How the World Is Moving to the Cloud and Why We Should Follow

How the World Is Moving to the Cloud and Why We Should Follow

Since 2010, global cloud computing industry has grown tremendously year over year to reach USD 370 B in 2020, with an exceptional growth of 380 percent over a short span of 10 years. Back in 2019, businesses were already more data driven than ever. Companies were already deploying cloud and other digital technologies to gain efficiency in operations. Data was in any way growing exponentially, and global companies were looking for cost-effective yet secure ways to store, manage, retrieve, and analyze this data to gain competitive advantage. 

Come 2021, we have entered the era of hyper-digitalization, where use of cloud and digital technologies is not just limited to operational efficiency but upgrading the overall business models of organizations to address the turmoil created in business operations by the pandemic. Cloud adoption in enterprise has increased by 50% with the onset of COVID. As most cloud computing services are self-service and on demand, companies were able to provision computing resources in minutes, typically with just a few mouse clicks, giving businesses a lot of flexibility and agility. Cloud also made business operations resilient with data backup, disaster recovery, and business continuity easier and less expensive because data can be mirrored at multiple redundant sites on the cloud provider’s network in a secure way. Be it customer interactions and purchases moving to online channels or the employees working remotely becoming the new normal, cloud is the way forward in the post pandemic era. As per a recent Gartner report, organizations that increased funding of digital innovation are 2.7 times more likely to be a top performer than a trailing one.  
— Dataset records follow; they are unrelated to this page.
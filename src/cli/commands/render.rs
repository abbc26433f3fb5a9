//! Render command implementation.
//!
//! Prints a file with a line-number gutter and ANSI colours, or dumps the
//! full render result as JSON.

use std::io::{self, BufWriter, Write};
use std::sync::Arc;

use crossterm::{
    queue,
    style::{Color, Print, ResetColor, SetBackgroundColor, SetForegroundColor},
};
use tracing::info;

use crate::cli::{Cli, OutputFormat, RenderArgs};
use crate::config::Config;
use crate::error::{Result, ViewError};
use crate::render::{CellMetrics, Document, GutterPadding, LabelKind, RenderResult, Rgb};
use crate::theme::Theme;
use crate::tui::{gutter_text, number_width, paint_rows};
use crate::util::read_input;

use super::{resolve_diff_mode, with_theme_override};

/// Fallback width when stdout is not a terminal.
const DEFAULT_WIDTH: usize = 80;

/// Run the render command.
pub fn run(cli: &Cli, args: &RenderArgs, config: &Config) -> Result<()> {
    if let Some(size) = args.font_size {
        if !size.is_finite() || size <= 0.0 {
            return Err(ViewError::invalid_argument(
                "font-size",
                "must be a positive number",
            ));
        }
    }

    let text = read_input(&args.input)?;
    let config = with_theme_override(config, args.theme.as_deref());
    let diff_mode = resolve_diff_mode(&text, &args.mode, config.render.diff_detection);
    let wrap = args.mode.wrap || config.render.wrap;

    let doc = Document::new(text)
        .with_diff_mode(diff_mode)
        .with_wrap(wrap)
        .with_font_size(args.font_size.unwrap_or(config.render.font_size))
        .with_search(args.search.clone().unwrap_or_default());

    match cli.effective_output() {
        OutputFormat::Json => {
            let result = config.renderer()?.render(&doc);
            println!("{}", serde_json::to_string_pretty(&result)?);
        }
        OutputFormat::Text => {
            // Terminal output measures the gutter in cells, not pixels
            let renderer = config
                .renderer()?
                .with_metrics(Arc::new(CellMetrics))
                .with_padding(GutterPadding::cells());
            let result = renderer.render(&doc);
            info!(
                lines = result.logical_line_count,
                diff = diff_mode,
                matches = result.search_matches,
                "rendered input"
            );

            let width = args.width.unwrap_or_else(terminal_width);
            let stdout = io::stdout();
            let mut out = BufWriter::new(stdout.lock());
            write_ansi(
                &mut out,
                &doc.text,
                &result,
                renderer.theme(),
                &AnsiOptions {
                    wrap,
                    width,
                    color: cli.use_color(&config),
                },
            )
            .and_then(|()| out.flush())
            .map_err(|e| ViewError::io("Failed to write rendered output", e))?;
        }
    }

    Ok(())
}

fn terminal_width() -> usize {
    crossterm::terminal::size()
        .map(|(cols, _)| cols as usize)
        .unwrap_or(DEFAULT_WIDTH)
}

/// Layout options for [`write_ansi`].
#[derive(Debug, Clone, Copy)]
pub struct AnsiOptions {
    /// Wrap rows at `width`.
    pub wrap: bool,
    /// Total row width including the gutter.
    pub width: usize,
    /// Emit colour escapes.
    pub color: bool,
}

/// Write `result` as gutter-prefixed rows.
pub fn write_ansi<W: Write>(
    out: &mut W,
    text: &str,
    result: &RenderResult,
    theme: &Theme,
    options: &AnsiOptions,
) -> io::Result<()> {
    let digits = number_width(result);
    let columns = options.width.saturating_sub(digits + 2);

    for row in paint_rows(text, result, options.wrap, columns) {
        let gutter = gutter_text(row.label, digits);
        if options.color {
            let fg = match row.label.map(|l| l.kind) {
                Some(LabelKind::Deletion) => theme.gutter_deletion,
                _ => theme.gutter,
            };
            queue!(out, SetForegroundColor(ansi(fg)), Print(gutter), ResetColor)?;
        } else {
            out.write_all(gutter.as_bytes())?;
        }

        for piece in row.pieces {
            let content = text[piece.range].trim_end_matches('\r');
            if !options.color || (piece.fg.is_none() && piece.bg.is_none()) {
                out.write_all(content.as_bytes())?;
                continue;
            }
            if let Some(fg) = piece.fg {
                queue!(out, SetForegroundColor(ansi(fg)))?;
            }
            if let Some(bg) = piece.bg {
                queue!(out, SetBackgroundColor(ansi(bg)))?;
            }
            queue!(out, Print(content), ResetColor)?;
        }
        writeln!(out)?;
    }
    Ok(())
}

fn ansi(rgb: Rgb) -> Color {
    Color::Rgb {
        r: rgb.r,
        g: rgb.g,
        b: rgb.b,
    }
}

#[cfg(test)]
mod tests {
    use super::*;
    use crate::render::Renderer;
    use pretty_assertions::assert_eq;

    fn cell_renderer() -> Renderer {
        Renderer::default()
            .with_metrics(Arc::new(CellMetrics))
            .with_padding(GutterPadding::cells())
    }

    fn plain_output(doc: &Document, width: usize) -> String {
        let renderer = cell_renderer();
        let result = renderer.render(doc);
        let mut buf = Vec::new();
        let options = AnsiOptions {
            wrap: doc.wrap,
            width,
            color: false,
        };
        write_ansi(&mut buf, &doc.text, &result, renderer.theme(), &options).unwrap();
        String::from_utf8(buf).unwrap()
    }

    #[test]
    fn test_plain_output_has_gutter() {
        let out = plain_output(&Document::new("alpha\nbeta"), 80);
        assert_eq!(out, " 1 alpha\n 2 beta\n");
    }

    #[test]
    fn test_diff_output_uses_hunk_numbers() {
        let doc = Document::new("@@ -7 +9 @@\n ctx\n-gone\n+new").with_diff_mode(true);
        let out = plain_output(&doc, 80);
        assert_eq!(out, "    @@ -7 +9 @@\n  9  ctx\n  8 -gone\n 10 +new\n");
    }

    #[test]
    fn test_wrapped_output() {
        let doc = Document::new("abcdefgh").with_wrap(true);
        // 3 gutter cells leave 5 text columns
        let out = plain_output(&doc, 8);
        assert_eq!(out, " 1 abcde\n 1 fgh\n");
    }

    #[test]
    fn test_crlf_is_trimmed() {
        let out = plain_output(&Document::new("a\r\nb"), 80);
        assert_eq!(out, " 1 a\n 2 b\n");
    }

    #[test]
    fn test_color_output_contains_escapes() {
        let renderer = cell_renderer();
        let doc = Document::new("let x = 1;").with_search("x");
        let result = renderer.render(&doc);
        let mut buf = Vec::new();
        let options = AnsiOptions {
            wrap: false,
            width: 80,
            color: true,
        };
        write_ansi(&mut buf, &doc.text, &result, renderer.theme(), &options).unwrap();
        let out = String::from_utf8(buf).unwrap();
        assert!(out.contains("\u{1b}["));
        assert!(out.ends_with('\n'));
    }
}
    “As per a recent Gartner report, organizations that increased funding of digital innovation are 2.7 times more likely to be a top performer than a trailing one”

With 92% of companies already being in cloud in some way most of the world has already experienced and validated the outright benefits of cloud such as operational cost reduction, flexible on demand scalability. South Korea’s public cloud market has robust growth potential in APAC. With 15% CAGR, the market is expected to double in size from US$1.5 billion (2018) to US$3 billion (2023). Businesses are realizing that use of technology is a must to provide customer experiences that keeps people coming back, using tools like cloud computing, data analytics, AI in a much better way to build deep customer relationships. Some of the sectors that are adopting fast to such technologies and leading the way are eCommerce, hi-tech, with the South Korean government also pushing for what we call the Fourth Industrial Revolution.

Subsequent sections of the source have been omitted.